以上詳述したように本発明によれば、採暖装置の温度の検知と制御を正確且つ確実に行うことが可能となる。従って、使用者が不快を覚えることの無い快適な採暖装置を提供することができる。この採暖装置は、自動車,自動二輪車,自転車,スノーモービル,各種輸送用車両,各種農耕用車両,各種土木建設用重機といった車両において使用することができ、座席、ステアリング、肘掛け、マット、仮眠用毛布などといった部品内に配置されて採暖に供されるものである。

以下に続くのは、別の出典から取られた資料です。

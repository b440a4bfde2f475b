//! Admission engine. Owned by exactly one scheduler task; every method runs to
//! completion before the next command is looked at.

use std::collections::HashMap;
use std::sync::Arc;

use chrono::Utc;
use tokio::sync::mpsc;
use tokio::time::Instant;
use tracing::{debug, info, warn};
use vramgate_budget::{calculate_vram_budget, decide_model_swap_action};
use vramgate_journal::{EventKind, Journal, SchedulerEvent};
use vramgate_types::{
    HydraulicsView, LeaseId, ModelSwapAction, ResourceRequest, ResourceSchedulerSnapshot,
    TaskKind, VramBudgetModelInput, VramBudgetPlan, VramBudgetTaskInput,
};

use crate::config::SchedulerConfig;
use crate::error::SchedError;
use crate::lease::{AcquireReply, Command, ResourceLease};
use crate::queue::{LeaseQueue, PendingRequest};
use crate::residency::{ModelResidency, HOTSET_EVICT, HYDRAULICS_OFFLOAD, LRU_EVICT};

pub(crate) struct ActiveLease {
    pub kind: TaskKind,
    pub request_vram_mb: u64,
    pub model_id: Option<String>,
}

pub(crate) struct SchedulerState {
    config: SchedulerConfig,
    queue: LeaseQueue,
    active: HashMap<LeaseId, ActiveLease>,
    residency: ModelResidency,
    hot_limit_mb: u64,
    warm_limit_mb: u64,
    current_model_by_kind: HashMap<TaskKind, String>,
    used_vram_mb: u64,
    next_seq: u64,
    journal: Option<Arc<Journal>>,
    releaser: mpsc::WeakUnboundedSender<Command>,
    dirty: bool,
}

impl SchedulerState {
    pub fn new(
        config: SchedulerConfig,
        journal: Option<Arc<Journal>>,
        releaser: mpsc::WeakUnboundedSender<Command>,
    ) -> Self {
        let residency =
            ModelResidency::new(config.hotset_model_ids.iter().cloned(), config.warm_pool_limit);
        let (hot_limit_mb, warm_limit_mb) = config.tier_limits_mb();
        let state = Self {
            config,
            queue: LeaseQueue::default(),
            active: HashMap::new(),
            residency,
            hot_limit_mb,
            warm_limit_mb,
            current_model_by_kind: HashMap::new(),
            used_vram_mb: 0,
            next_seq: 0,
            journal,
            releaser,
            dirty: false,
        };
        state.write_snapshot();
        state
    }

    pub fn enqueue(&mut self, request: ResourceRequest, reply: AcquireReply, now: Instant) {
        let id = LeaseId::new();
        let seq = self.next_seq;
        self.next_seq += 1;
        debug!(lease = %id, kind = %request.kind, priority = request.priority, "queued");
        self.emit(EventKind::Queued {
            lease_id: id.clone(),
            kind: request.kind,
            priority: request.priority,
            requested_vram_mb: request.vram_mb,
            model_id: request.model().map(str::to_string),
        });
        let deadline = request.timeout().map(|t| now + t);
        self.queue.push(PendingRequest {
            id,
            request,
            seq,
            created_at: now,
            deadline,
            reply,
        });
        self.dirty = true;
    }

    /// Admission pass, run to a fixed point.
    pub fn drain_queue(&mut self, now: Instant) {
        loop {
            self.prune_queue(now);
            if self.active.len() >= self.config.max_concurrent_tasks {
                break;
            }
            let Some(head) = self.queue.peek() else {
                break;
            };
            let request = head.request.clone();
            if !self.can_grant(&request) {
                break;
            }
            let Some(pending) = self.queue.pop() else {
                break;
            };
            self.grant(pending);
        }
    }

    /// Fail requests past their deadline and forget those whose caller stopped
    /// waiting, so neither can hold the head of the queue.
    fn prune_queue(&mut self, now: Instant) {
        for pending in self.queue.take_expired(now) {
            let waited_ms = now.saturating_duration_since(pending.created_at).as_millis() as u64;
            debug!(lease = %pending.id, waited_ms, "acquire timed out");
            self.emit(EventKind::Timeout {
                lease_id: pending.id.clone(),
                kind: pending.request.kind,
            });
            let _ = pending.reply.send(Err(SchedError::AcquireTimeout { waited_ms }));
            self.dirty = true;
        }
        for pending in self.queue.take_abandoned() {
            debug!(lease = %pending.id, kind = %pending.request.kind, "caller gone; dropped from queue");
            self.dirty = true;
        }
    }

    /// Whether `request` may be granted right now.
    ///
    /// Impure: rebalances tiers and, when VRAM is short, evicts unpinned
    /// models to make room, even if the answer ends up being false.
    fn can_grant(&mut self, request: &ResourceRequest) -> bool {
        if self.active.len() >= self.config.max_concurrent_tasks {
            return false;
        }
        if self.violates_lane_isolation(request.kind) {
            return false;
        }
        if request.declared_vram_mb() == 0 {
            return true;
        }
        self.rebalance_tiers();
        let need = self.vram_needed(request);
        if need == 0 {
            return true;
        }
        self.evict_models_if_needed(need, request.model());
        self.available_vram_mb() >= need
    }

    fn violates_lane_isolation(&self, kind: TaskKind) -> bool {
        if !self.config.isolate_training_lane {
            return false;
        }
        let training = kind.is_training();
        self.active.values().any(|l| l.kind.is_training() != training)
    }

    /// Task VRAM plus the model footprint when the model is not yet resident.
    fn vram_needed(&self, request: &ResourceRequest) -> u64 {
        let model_mb = match request.model() {
            Some(id) if !self.residency.is_loaded(id) => request.model_footprint_mb(),
            _ => 0,
        };
        request.vram_mb.saturating_add(model_mb)
    }

    fn grant(&mut self, pending: PendingRequest) {
        let PendingRequest {
            id, request, reply, ..
        } = pending;
        let granted_at = Utc::now();
        let vram_mb = request.vram_mb;
        self.used_vram_mb = self.used_vram_mb.saturating_add(vram_mb);

        let model_id = request.model().map(str::to_string);
        if let Some(model) = &model_id {
            let footprint = request.model_footprint_mb();
            let action = self.select_model_swap_action(&request, model);
            if action == ModelSwapAction::EvictThenLoad {
                self.evict_models_if_needed(footprint, Some(model.as_str()));
            }
            self.ensure_model_loaded(model, footprint);
            self.residency.pin(model);
            // After the pin, so the model just loaded is never the one offloaded.
            self.rebalance_tiers();
            self.current_model_by_kind.insert(request.kind, model.clone());
            self.emit(EventKind::ModelSwap {
                kind: request.kind,
                action,
                model_id: model.clone(),
                vram_mb: footprint,
            });
        }

        self.active.insert(
            id.clone(),
            ActiveLease {
                kind: request.kind,
                request_vram_mb: vram_mb,
                model_id: model_id.clone(),
            },
        );
        debug!(lease = %id, kind = %request.kind, vram_mb, model = ?model_id, "granted");
        self.emit(EventKind::Granted {
            lease_id: id.clone(),
            kind: request.kind,
            requested_vram_mb: vram_mb,
            model_id: model_id.clone(),
        });
        self.dirty = true;

        let lease = ResourceLease::new(
            id.clone(),
            request.kind,
            granted_at,
            vram_mb,
            model_id,
            self.releaser.upgrade(),
        );
        if let Err(Ok(mut lease)) = reply.send(Ok(lease)) {
            // Caller gave up between queueing and the grant.
            lease.disarm();
            debug!(lease = %id, "caller went away before grant; releasing");
            self.release(&id);
        }
    }

    fn select_model_swap_action(&self, request: &ResourceRequest, model: &str) -> ModelSwapAction {
        let budget = self.plan_vram_budget(request);
        let current = self.current_model_by_kind.get(&request.kind).map(String::as_str);
        decide_model_swap_action(current, Some(model), &budget)
    }

    /// Returns false for an unknown id (double release is a no-op).
    pub fn release(&mut self, lease_id: &LeaseId) -> bool {
        let Some(lease) = self.active.remove(lease_id) else {
            debug!(lease = %lease_id, "release of unknown lease ignored");
            return false;
        };
        self.used_vram_mb = self.used_vram_mb.saturating_sub(lease.request_vram_mb);
        if let Some(model) = &lease.model_id {
            self.residency.unpin(model);
            self.residency.touch(model);
        }
        self.rebalance_tiers();
        debug!(lease = %lease_id, kind = %lease.kind, "released");
        self.emit(EventKind::Released {
            lease_id: lease_id.clone(),
            kind: lease.kind,
            released_vram_mb: lease.request_vram_mb,
            model_id: lease.model_id,
        });
        self.dirty = true;
        true
    }

    fn ensure_model_loaded(&mut self, model_id: &str, vram_mb: u64) {
        if vram_mb == 0 {
            return;
        }
        if self.residency.touch(model_id) {
            return;
        }
        if let Some(entry) = self.residency.take_from_warm_pool(model_id) {
            self.emit(EventKind::ModelRestoredFromWarmPool {
                model_id: model_id.to_string(),
                vram_mb,
                reason: entry.reason,
                evicted_at: entry.evicted_at,
            });
        }
        self.evict_models_if_needed(vram_mb, Some(model_id));
        self.residency.insert(model_id, vram_mb);
        info!(model = model_id, vram_mb, "model loaded");
        self.emit(EventKind::ModelLoaded {
            model_id: model_id.to_string(),
            vram_mb,
        });
    }

    /// Evict unpinned models, hotset last and LRU first, until `required_mb`
    /// is available or nothing evictable is left.
    fn evict_models_if_needed(&mut self, required_mb: u64, protect: Option<&str>) {
        if required_mb == 0 || self.available_vram_mb() >= required_mb {
            return;
        }
        for candidate in self.residency.eviction_candidates(protect) {
            let hotset = self.residency.is_hotset(&candidate);
            let reason = if hotset { HOTSET_EVICT } else { LRU_EVICT };
            let Some(model) = self.residency.evict(&candidate, reason) else {
                continue;
            };
            info!(model = %model.model_id, vram_mb = model.vram_mb, reason, "model unloaded");
            self.emit(EventKind::ModelUnloaded {
                model_id: model.model_id,
                vram_mb: model.vram_mb,
                reason: reason.to_string(),
            });
            self.dirty = true;
            if self.available_vram_mb() >= required_mb {
                break;
            }
        }
    }

    /// Re-tier resident models against the hot/warm limits and offload what
    /// fits in neither.
    fn rebalance_tiers(&mut self) {
        let outcome = self.residency.rebalance(self.hot_limit_mb, self.warm_limit_mb);
        for (model_id, residency) in outcome.retiered {
            debug!(model = %model_id, ?residency, "residency changed");
            self.emit(EventKind::ModelResidency {
                model_id,
                residency,
            });
            self.dirty = true;
        }
        for model in outcome.offloaded {
            info!(
                model = %model.model_id,
                vram_mb = model.vram_mb,
                reason = HYDRAULICS_OFFLOAD,
                "model unloaded"
            );
            self.emit(EventKind::ModelUnloaded {
                model_id: model.model_id,
                vram_mb: model.vram_mb,
                reason: HYDRAULICS_OFFLOAD.to_string(),
            });
            self.dirty = true;
        }
    }

    pub fn available_vram_mb(&self) -> u64 {
        self.config
            .budget_mb()
            .saturating_sub(self.used_vram_mb)
            .saturating_sub(self.residency.loaded_vram_mb())
    }

    pub fn next_deadline(&self) -> Option<Instant> {
        self.queue.next_deadline()
    }

    pub fn snapshot(&self) -> ResourceSchedulerSnapshot {
        ResourceSchedulerSnapshot {
            timestamp: Utc::now(),
            total_vram_mb: self.config.total_vram_mb,
            safety_margin_mb: self.config.safety_margin_mb,
            used_vram_mb: self.used_vram_mb,
            available_vram_mb: self.available_vram_mb(),
            active_tasks: self.active.len(),
            queue_depth: self.queue.len(),
            loaded_models: self.residency.views(),
            hotset_model_ids: self.config.hotset_model_ids.clone(),
            warm_pool: self.residency.warm_pool(),
            hydraulics: self.hydraulics(),
        }
    }

    fn hydraulics(&self) -> HydraulicsView {
        let (hot_used_mb, warm_used_mb) = self.residency.tier_usage_mb();
        HydraulicsView {
            hot_limit_mb: self.hot_limit_mb,
            warm_limit_mb: self.warm_limit_mb,
            hot_used_mb,
            warm_used_mb,
        }
    }

    pub fn plan_vram_budget(&self, request: &ResourceRequest) -> VramBudgetPlan {
        let task = VramBudgetTaskInput {
            task_id: request.kind.as_str().to_string(),
            task_vram_mb: request.vram_mb,
            priority: Some(request.priority),
        };
        let models: Vec<VramBudgetModelInput> = request
            .model()
            .map(|id| VramBudgetModelInput {
                model_id: id.to_string(),
                vram_mb: request.model_footprint_mb(),
                required: true,
            })
            .into_iter()
            .collect();
        calculate_vram_budget(&self.snapshot(), &task, &models)
    }

    /// Persist the snapshot if anything changed since the last flush.
    pub fn flush(&mut self) {
        if self.dirty {
            self.dirty = false;
            self.write_snapshot();
        }
    }

    fn write_snapshot(&self) {
        if let Some(journal) = &self.journal {
            if let Err(err) = journal.write_snapshot(&self.snapshot()) {
                warn!(error = %err, "failed to write scheduler snapshot");
            }
        }
    }

    fn emit(&self, kind: EventKind) {
        if let Some(journal) = &self.journal {
            if let Err(err) = journal.append(&SchedulerEvent::now(kind)) {
                warn!(error = %err, "failed to append scheduler event");
            }
        }
    }

    #[cfg(test)]
    pub fn active_kinds(&self) -> Vec<TaskKind> {
        self.active.values().map(|l| l.kind).collect()
    }
}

その他に、電気毛布、電気カーペット、暖房便座、防曇鏡用ヒータ、加熱調理器具、床暖房用ヒータ等にも好適に使用可能である。
1 基材
3 発熱線
5 温度検知線
21 採暖装置
23 採暖部
25 連結部
41 車両用座席
43 表皮
45 パット
47 吊り込み部

Claims (3)

  1. 基材と、発熱線と、温度検知線を有し、上記発熱線及び上記温度検知線が上記基材上に配設されている採暖装置において、
    上記発熱線と上記温度検知線の間隔が、3mm〜9mmであり、
    上記採暖装置は、複数の採暖部が連結部で連結された構成であり、上記連結部における上記発熱線と上記温度検知線の間隔が、上記採暖部における上記発熱線と上記温度検知線の間隔よりも広いことを特徴とする車両用座席に配置される採暖装置。
  2. 上記採暖部において、上記発熱線と上記温度検知線の間隔が、4mm〜7mmであることを特徴とする請求項1記載の採暖装置。
  3. 表皮とパットを有し、上記表皮を上記パットに固定するための吊り込み部が形成され、上記表皮と上記パットの間に請求項1又は請求項2記載の採暖装置が配置された車両用座席において、
    上記吊り込み部が位置にする箇所を避けるように上記採暖部が配置され、上記吊り込み部が位置にする箇所に上記連結部が配置されることを特徴とする車両用座席。